The agent architecture for autonomous code review runs multiple specialist review agents in parallel on each pull request: a correctness agent that checks for logic errors and edge cases, a security agent that looks for common vulnerability patterns, a style agent that enforces conventions, a test-coverage agent that identifies untested code paths, and a documentation agent that checks that changes are appropriately documented. An orchestrator aggregates their findings, deduplicates overlapping comments, prioritises by severity, and produces a structured review that surfaces the highest-priority issues first.
The results in production deployments show these systems catching approximately 70-80% of the issues that senior engineers would have caught in a manual review, with a false positive rate low enough that developers don't tune them out. The remaining 20-30% of issues — the subtle architectural decisions, the questions of whether this approach is the right one conceptually — still require human judgment. But the routine correctness, security, and style feedback that was consuming senior engineering time is largely automated.
Building the self-managing business
The conceptual ceiling for multi-agent systems is the self-managing business — a business in which the operational layer runs autonomously, humans set goals and handle true exceptions, and agents handle everything in between. This is not a distant possibility. The components exist today.
A content business, for example, can run the following loop autonomously: a research agent identifies trending topics in the domain, a planner agent generates an editorial calendar, a writer agent produces draft content for each scheduled piece, an editor agent refines and fact-checks, a publisher agent schedules and deploys via the CMS, an analytics agent monitors performance, and a feedback agent reports results to the planner to inform the next cycle. The humans who built this system set the editorial direction. The agents execute the operation.

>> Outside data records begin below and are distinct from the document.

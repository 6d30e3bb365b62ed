//! asvs-resources CLI tool

#![forbid(unsafe_code)]
#![deny(clippy::all, clippy::pedantic, clippy::nursery)]
#![warn(clippy::cargo)]
#![allow(clippy::cognitive_complexity)]
#![allow(clippy::multiple_crate_versions)]

mod commands;

use anyhow::Result;
use clap::{Parser, Subcommand};
use commands::{ClearCommand, DownloadCommand, PathCommand, StatusCommand};

#[derive(Parser)]
#[command(name = "asvs-resources")]
#[command(version)]
#[command(about = "Download and manage ASVS compliance resources", long_about = None)]
struct Cli {
    #[command(subcommand)]
    command: Commands,
}

#[derive(Subcommand)]
enum Commands {
    /// Show resource cache status
    Status,
    /// Download missing resources
    Download {
        /// Re-download resources even if they are already cached
        #[arg(long)]
        force: bool,
        /// Suppress progress output
        #[arg(long, short)]
        quiet: bool,
    },
    /// Clear cached resources
    Clear,
    /// Print the resolved directory for a resource type
    Path {
        /// Resource type (e.g. `templates`, `core_reference`)
        resource_type: String,
    },
}

fn main() -> Result<()> {
    let cli = Cli::parse();

    match cli.command {
        Commands::Status => StatusCommand::execute(),
        Commands::Download { force, quiet } => {
            let cmd = DownloadCommand::new(force, quiet);
            cmd.execute()
        }
        Commands::Clear => ClearCommand::execute(),
        Commands::Path { resource_type } => {
            let cmd = PathCommand::new(resource_type);
            cmd.execute()
        }
    }
}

The same structure applies to a software-as-a-service business: monitor customer usage, identify churn signals, draft personalised outreach, handle inbound support, triage bug reports, generate release notes, manage the publish pipeline. Each of these is a multi-agent workflow. They can run in parallel and coordinate through shared state. The business runs while the humans sleep.

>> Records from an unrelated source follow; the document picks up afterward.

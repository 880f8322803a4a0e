//! Comparison keys for ordering list elements by their textual form
//!
//! An element whose text is made of decimal digits (optionally preceded by a
//! single `-`) is compared as an integer of arbitrary length. Anything else
//! is compared as text. Numeric keys order before textual ones, which keeps
//! the ordering total when a list mixes both kinds.

use std::cmp::Ordering;
use std::fmt;

/// Integer value held as a normalized decimal string
///
/// `magnitude` never carries leading zeros (zero is `"0"`) and zero is never
/// negative, so the derived equality matches numeric equality.
#[derive(Debug, Clone, PartialEq, Eq, Hash)]
pub struct NumericKey {
    negative: bool,
    magnitude: String,
}

impl NumericKey {
    /// Parse a decimal integer, returning `None` for anything else
    pub fn parse(text: &str) -> Option<Self> {
        let (negative, digits) = match text.strip_prefix('-') {
            Some(rest) => (true, rest),
            None => (false, text),
        };

        if digits.is_empty() || !digits.bytes().all(|b| b.is_ascii_digit()) {
            return None;
        }

        let trimmed = digits.trim_start_matches('0');
        let magnitude = if trimmed.is_empty() { "0" } else { trimmed };

        Some(Self {
            negative: negative && magnitude != "0",
            magnitude: magnitude.to_string(),
        })
    }

    /// Whether the value is below zero
    #[inline]
    pub fn is_negative(&self) -> bool {
        self.negative
    }

    fn cmp_magnitude(&self, other: &Self) -> Ordering {
        self.magnitude
            .len()
            .cmp(&other.magnitude.len())
            .then_with(|| self.magnitude.cmp(&other.magnitude))
    }
}

impl Ord for NumericKey {
    fn cmp(&self, other: &Self) -> Ordering {
        match (self.negative, other.negative) {
            (false, false) => self.cmp_magnitude(other),
            (true, true) => other.cmp_magnitude(self),
            (true, false) => Ordering::Less,
            (false, true) => Ordering::Greater,
        }
    }
}

impl PartialOrd for NumericKey {
    fn partial_cmp(&self, other: &Self) -> Option<Ordering> {
        Some(self.cmp(other))
    }
}

impl fmt::Display for NumericKey {
    fn fmt(&self, f: &mut fmt::Formatter<'_>) -> fmt::Result {
        if self.negative {
            write!(f, "-")?;
        }
        write!(f, "{}", self.magnitude)
    }
}

/// Ordering key derived from an element's textual form
#[derive(Debug, Clone, PartialEq, Eq, PartialOrd, Ord, Hash)]
pub enum SortKey {
    /// Decimal integer text
    Numeric(NumericKey),
    /// Any other text, compared lexicographically
    Text(String),
}

impl SortKey {
    /// Build the key for an element from its `Display` output
    pub fn of<T: fmt::Display + ?Sized>(item: &T) -> Self {
        Self::from_text(item.to_string())
    }

    /// Build the key for an already rendered element
    pub fn from_text(text: String) -> Self {
        match NumericKey::parse(&text) {
            Some(numeric) => Self::Numeric(numeric),
            None => Self::Text(text),
        }
    }

    /// Whether this key compares numerically
    #[inline]
    pub fn is_numeric(&self) -> bool {
        matches!(self, Self::Numeric(_))
    }
}

#[cfg(test)]
mod tests {
    use super::*;

    #[test]
    fn test_numeric_parse() {
        assert!(NumericKey::parse("15").is_some());
        assert!(NumericKey::parse("-1").is_some());
        assert!(NumericKey::parse("").is_none());
        assert!(NumericKey::parse("-").is_none());
        assert!(NumericKey::parse("1.5").is_none());
        assert!(NumericKey::parse("+1").is_none());
        assert!(NumericKey::parse("12a").is_none());
    }

    #[test]
    fn test_numeric_normalization() {
        assert_eq!(NumericKey::parse("007"), NumericKey::parse("7"));
        assert_eq!(NumericKey::parse("-0"), NumericKey::parse("0"));
        assert_eq!(NumericKey::parse("000").unwrap().to_string(), "0");
        assert!(!NumericKey::parse("-0").unwrap().is_negative());
    }

    #[test]
    fn test_numeric_ordering() {
        let key = |s: &str| NumericKey::parse(s).unwrap();

        assert!(key("2") < key("10"));
        assert!(key("-1") < key("0"));
        assert!(key("-10") < key("-2"));
        assert!(key("-1") < key("1"));
        assert!(key("99999999999999999999999999") < key("100000000000000000000000000"));
        assert_eq!(key("15").cmp(&key("015")), Ordering::Equal);
    }

    #[test]
    fn test_text_ordering() {
        assert!(SortKey::of("apple") < SortKey::of("banana"));
        assert!(SortKey::of("banana") < SortKey::of("cherry"));
        assert!(!SortKey::of("banana").is_numeric());
    }

    #[test]
    fn test_numeric_before_text() {
        assert!(SortKey::of("100") < SortKey::of("1a"));
        assert!(SortKey::of("-5") < SortKey::of("abc"));
        assert!(SortKey::of(&42).is_numeric());
    }

    #[test]
    fn test_integer_elements() {
        let mut keys: Vec<SortKey> = [15, 0, -1, 1].iter().map(SortKey::of).collect();
        keys.sort();
        let rendered: Vec<String> = keys
            .iter()
            .map(|k| match k {
                SortKey::Numeric(n) => n.to_string(),
                SortKey::Text(t) => t.clone(),
            })
            .collect();
        assert_eq!(rendered, vec!["-1", "0", "1", "15"]);
    }
}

The critical architectural requirement is the feedback loop. An autonomous business that cannot evaluate its own performance and adjust its behaviour will drift. The quality-control and analytics layers are not optional enhancements — they are what converts an automation into an intelligent system.
Where to start
The practical starting point for most organisations is not the fully autonomous business. It's identifying the highest-volume, most repetitive workflow in the organisation and building a master/worker pipeline to automate it. The criteria for a good first target are: the workflow has clear inputs and outputs, success is measurable, the cost of a failure is recoverable (not catastrophic), and the volume is high enough that the automation pays for itself quickly.
Incident response, customer service triage, content production, and code review are all strong first targets because they meet all four criteria. They're also domains with mature tooling and documented production deployments to learn from.
The coding environment matters. Cursor brings AI-native editing to developers who are building agent systems — the model as a first-class collaborator that understands the entire codebase. Claude (via the API) provides the reasoning and generation capability at the core of most agent architectures. These are the tools the serious builds run on.
Build the first pipeline. Measure it. Understand where it fails and why. Then extend. The architecture compounds — each additional specialist agent makes the system more capable, and the feedback loops get more sophisticated as you accumulate data on what works and what doesn't. The autonomous workforce is built incrementally, not deployed all at once.